> _SOURCE DATA_:
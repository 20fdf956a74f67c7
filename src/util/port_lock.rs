//! Serializing pin configuration on a shared port.

use core::cell::UnsafeCell;
use core::sync::atomic::{AtomicBool, Ordering};

use crate::config::PinConfig;
use crate::gpio;
use crate::led::Led;
use crate::regs::PortRegisters;

/// Guards a port's registers with a spinlock, so that pin configuration from
/// more than one context (threads, or thread and interrupt) can't lose
/// updates in the CRL/CRH read-modify-write.
///
/// Like the rest of this crate, locking is best-effort: `try_lock` fails
/// rather than waiting, and `lock` just spins on it. An interrupt handler must
/// only use the `try_` forms, since spinning there on a lock held by the code
/// it interrupted never ends.
///
/// Level changes don't need the lock. They go through the set/reset
/// registers, and `led` hands out drivers that bypass it.
#[derive(Debug)]
pub struct PortLock<R> {
    locked: AtomicBool,
    regs: UnsafeCell<R>,
}

// Drivers from `led` share `&R` across contexts outside the lock, so `R`
// itself has to be `Sync`.
unsafe impl<R: Send + Sync> Sync for PortLock<R> {}

#[derive(Copy, Clone, Debug, Eq, PartialEq)]
pub enum LockError {
    Contended,
}

impl<R> PortLock<R> {
    pub const fn new(regs: R) -> Self {
        PortLock {
            locked: AtomicBool::new(false),
            regs: UnsafeCell::new(regs),
        }
    }
}

impl<R: PortRegisters + Send + Sync> PortLock<R> {
    pub fn try_lock(&self) -> Result<PortGuard<'_, R>, LockError> {
        if self.locked.swap(true, Ordering::Acquire) {
            // Somebody else made the false->true transition.
            Err(LockError::Contended)
        } else {
            Ok(PortGuard {
                _locked: LockBorrow(&self.locked),
                // Safety: we hold the lock.
                regs: unsafe { &*self.regs.get() },
            })
        }
    }

    pub fn lock(&self) -> PortGuard<'_, R> {
        loop {
            match self.try_lock() {
                Ok(guard) => return guard,
                Err(_) => core::hint::spin_loop(),
            }
        }
    }

    /// `gpio::configure_pin` under the lock.
    pub fn configure_pin(&self, pin: u8, conf: PinConfig) {
        gpio::configure_pin(&*self.lock(), pin, conf);
    }

    /// `gpio::configure_pin` if the lock is free; safe from interrupts.
    pub fn try_configure_pin(
        &self,
        pin: u8,
        conf: PinConfig,
    ) -> Result<(), LockError> {
        gpio::configure_pin(&*self.try_lock()?, pin, conf);
        Ok(())
    }

    /// Configures `pin` as the LED output under the lock, then returns a
    /// driver for it.
    pub fn led(&self, pin: u8) -> Led<'_, R> {
        self.configure_pin(pin, PinConfig::LED);
        // Safety: the driver only ever writes BSRR/BRR and reads ODR, none of
        // which take part in a configuration read-modify-write.
        Led::attach(unsafe { &*self.regs.get() }, pin)
    }
}

#[must_use = "if dropped, the port will immediately unlock"]
#[derive(Debug)]
pub struct PortGuard<'a, R> {
    _locked: LockBorrow<'a>,
    regs: &'a R,
}

/// Releases the lock flag when dropped.
#[derive(Debug)]
struct LockBorrow<'a>(&'a AtomicBool);

impl<'a> Drop for LockBorrow<'a> {
    fn drop(&mut self) {
        self.0.store(false, Ordering::Release);
    }
}

impl<'a, R> core::ops::Deref for PortGuard<'a, R> {
    type Target = R;
    fn deref(&self) -> &R {
        self.regs
    }
}

#[cfg(test)]
mod tests {
    use super::*;
    use crate::regs::Reg;
    use crate::sim::SimPort;

    #[test]
    fn second_lock_is_refused() {
        let port = PortLock::new(SimPort::new());
        let guard = port.try_lock().unwrap();
        assert_eq!(port.try_lock().err(), Some(LockError::Contended));
        assert_eq!(
            port.try_configure_pin(0, PinConfig::LED),
            Err(LockError::Contended)
        );
        assert!(guard.writes().is_empty());
        drop(guard);
        assert!(port.try_configure_pin(0, PinConfig::LED).is_ok());
        assert_eq!(port.lock().peek(Reg::Crl), 0x4444_4443);
    }

    #[test]
    fn led_is_usable_while_port_is_locked() {
        let port = PortLock::new(SimPort::new());
        let led = port.led(5);
        let guard = port.lock();
        led.set_on();
        assert!(led.is_on());
        assert_eq!(guard.peek(Reg::Crl), 0x4434_4444);
    }

    #[test]
    fn configuration_while_a_driver_is_live_still_takes_the_lock() {
        let port = PortLock::new(SimPort::new());
        let led = port.led(0);
        let guard = port.lock();
        assert_eq!(
            port.try_configure_pin(1, PinConfig::LED),
            Err(LockError::Contended)
        );
        led.set_off();
        assert_eq!(guard.peek(Reg::Crl), 0x4444_4443);
        drop(guard);
        assert!(port.try_configure_pin(1, PinConfig::LED).is_ok());
        assert_eq!(port.lock().peek(Reg::Crl), 0x4444_4433);
    }

    #[test]
    fn shares_across_threads_only_with_sync_registers() {
        fn assert_sync<T: Sync>() {}
        assert_sync::<PortLock<SimPort>>();
        assert_sync::<PortLock<&'static crate::regs::RegisterBlock>>();
    }

    #[test]
    fn concurrent_configuration_loses_nothing() {
        let port = PortLock::new(SimPort::new());
        std::thread::scope(|s| {
            for t in 0..4u8 {
                let port = &port;
                s.spawn(move || {
                    for round in 0..500 {
                        let conf = if round % 2 == 0 {
                            PinConfig::RESET
                        } else {
                            PinConfig::LED
                        };
                        for pin in (t..16).step_by(4) {
                            port.configure_pin(pin, conf);
                        }
                    }
                });
            }
        });
        let regs = port.lock();
        assert_eq!(regs.peek(Reg::Crl), 0x3333_3333);
        assert_eq!(regs.peek(Reg::Crh), 0x3333_3333);
    }
}
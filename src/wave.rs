//! Free-running waveforms.
//!
//! Each waveform comes in two forms. The `run_*` functions check an `Until`
//! before every period and return once it says so; the bare ones loop until
//! power-down, which is what the firmware wants. The frequency is whatever the
//! loop body costs: there are no delays.

use core::sync::atomic::{AtomicBool, Ordering};

use crate::config::PinConfig;
use crate::gpio::{configure_all, configure_pin};
use crate::led::Led;
use crate::regs::{PortRegisters, Reg};

/// Decides when a waveform loop stops. Checked once per period.
pub trait Until {
    fn done(&mut self) -> bool;
}

/// Stops after a fixed number of periods.
#[derive(Copy, Clone, Debug, Eq, PartialEq)]
pub struct Cycles(pub u32);

impl Until for Cycles {
    fn done(&mut self) -> bool {
        match self.0.checked_sub(1) {
            Some(left) => {
                self.0 = left;
                false
            }
            None => true,
        }
    }
}

/// Stops once the flag is raised, e.g. from an interrupt handler.
impl Until for &AtomicBool {
    fn done(&mut self) -> bool {
        self.load(Ordering::Relaxed)
    }
}

/// Toggles the LED's pin as fast as the loop allows, until `until` says to
/// stop. The pin is left high (LED off).
///
/// Makes about 1MHz on a Blue Pill.
pub fn run_fast_waveform<R>(led: &Led<'_, R>, mut until: impl Until)
where
    R: PortRegisters + ?Sized,
{
    while !until.done() {
        led.pulse();
    }
}

/// Toggles the LED's pin as fast as the loop allows, forever.
pub fn fast_waveform<R>(led: &Led<'_, R>) -> !
where
    R: PortRegisters + ?Sized,
{
    loop {
        led.pulse();
    }
}

/// Prepares ports A, B and C for `survey`: every pin of A and B becomes an
/// output, and so does the onboard LED pin, C13. The rest of port C is left
/// alone, since it holds the crystal.
pub fn prepare_survey<R: PortRegisters>(ports: [&R; 3]) {
    let [a, b, c] = ports;
    configure_all(a, PinConfig::LED);
    configure_all(b, PinConfig::LED);
    configure_pin(c, 13, PinConfig::LED);
}

/// One period of the survey waveform: all pins of all three ports low, then
/// all high, in port order.
#[inline(always)]
fn survey_pulse<R: PortRegisters>(ports: &[&R; 3]) {
    for port in ports {
        port.write(Reg::Brr, 0xFFFF);
    }
    for port in ports {
        port.write(Reg::Bsrr, 0xFFFF);
    }
}

/// Drives every pin of three ports with the same square wave, so each pin can
/// be checked with a scope probe. See `Port::waveform_safe_pins` for what this
/// turned up on a Blue Pill.
pub fn run_survey<R: PortRegisters>(ports: [&R; 3], mut until: impl Until) {
    while !until.done() {
        survey_pulse(&ports);
    }
}

/// `run_survey`, forever.
pub fn survey<R: PortRegisters>(ports: [&R; 3]) -> ! {
    loop {
        survey_pulse(&ports);
    }
}
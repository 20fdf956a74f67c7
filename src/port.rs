//! The three GPIO ports and where they live.

use crate::regs::RegisterBlock;

/// One of the GPIO ports brought out on the STM32F103C8.
#[derive(Copy, Clone, Debug, Eq, PartialEq)]
pub enum Port {
    A,
    B,
    C,
}

impl Port {
    pub const ALL: [Port; 3] = [Port::A, Port::B, Port::C];

    /// Physical address of the port's register block.
    pub const fn base(self) -> usize {
        match self {
            Port::A => 0x4001_0800,
            Port::B => 0x4001_0C00,
            Port::C => 0x4001_1000,
        }
    }

    /// Produces the port's register block.
    ///
    /// # Safety
    ///
    /// Only meaningful on the target, with the port's clock enabled in the
    /// RCC. The result aliases every other reference to the same port; callers
    /// that configure pins from more than one context need to serialize their
    /// configuration writes (see `util::port_lock`).
    pub unsafe fn registers(self) -> &'static RegisterBlock {
        RegisterBlock::at(self.base())
    }

    /// Pins that produce a clean waveform on a Blue Pill, as a bitmask.
    ///
    /// Found by driving every pin with `wave::survey` and watching it on a
    /// scope. PA13-15 are the debug port. PB2 is BOOT1; PB3 and PB4 come out of
    /// reset as JTAG pins. PC13 carries the onboard LED, PC14 and PC15 the
    /// 32kHz crystal, and the rest of port C is not bonded out.
    pub const fn waveform_safe_pins(self) -> u16 {
        match self {
            Port::A => 0x1FFF,
            Port::B => 0xFFE3,
            Port::C => 1 << 13,
        }
    }
}
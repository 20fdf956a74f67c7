//! Blinks the LED about once a second.

#![no_std]
#![no_main]

#[cfg(feature = "panic-halt")]
extern crate panic_halt;
#[cfg(feature = "panic-itm")]
extern crate panic_itm;

use cortex_m::iprintln;
use stm32f1::stm32f103 as device;

use bluepill_led::board;

/// Cycles between level changes: half a second on the 8MHz internal
/// oscillator the part boots on.
const HALF_PERIOD: u32 = 4_000_000;

#[cortex_m_rt::entry]
fn main() -> ! {
    let mut cp = cortex_m::Peripherals::take().unwrap();
    let p = device::Peripherals::take().unwrap();

    board::enable_gpio_clocks(&p.RCC);

    let cfg = leddemos::led_config();
    // Safety: clocks are on, and we're the only code running.
    let led = unsafe { board::led(&cfg) };

    iprintln!(
        &mut cp.ITM.stim[0],
        "blinking P{:?}{} as {:?}",
        cfg.port,
        cfg.pin,
        cfg.conf
    );

    loop {
        led.set_on();
        cortex_m::asm::delay(HALF_PERIOD);
        led.set_off();
        cortex_m::asm::delay(HALF_PERIOD);
    }
}
//! # CoinSpot Client
//!
//! An async Rust client library for the CoinSpot exchange REST API.
//!
//! ## Features
//!
//! - Every CoinSpot endpoint: prices, orders, quotes, balances and history
//! - HMAC-SHA512 request signing with strictly increasing nonces
//! - Read-only mode that refuses full-access endpoints locally
//! - Staggered multi-coin history fan-out
//! - Financial precision with `rust_decimal`
//!
//! ## Quick Start
//!
//! ```rust,no_run
//! use coinspot_api_client::rest::CoinspotRestClient;
//!
//! #[tokio::main]
//! async fn main() -> Result<(), Box<dyn std::error::Error>> {
//!     let client = CoinspotRestClient::new("api_key", "api_secret", true);
//!     let latest = client.latest_prices().await?;
//!     println!("Latest prices: {}", latest);
//!     Ok(())
//! }
//! ```

pub mod auth;
pub mod error;
pub mod rest;
pub mod types;

// Re-export commonly used types at crate root
pub use error::{ApiError, CoinspotError};
pub use rest::{CoinspotClient, CoinspotRestClient};
pub use types::{CoinBalance, DateRange};

/// Result type alias using CoinspotError
pub type Result<T> = std::result::Result<T, CoinspotError>;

> _EXERCISE DIRECTIONS_: Where the word "history" is present in a line of the listing, copy that line.

> _YOUR SOLUTION_:
//! - Every CoinSpot endpoint: prices, orders, quotes, balances and history
//! - Staggered multi-coin history fan-out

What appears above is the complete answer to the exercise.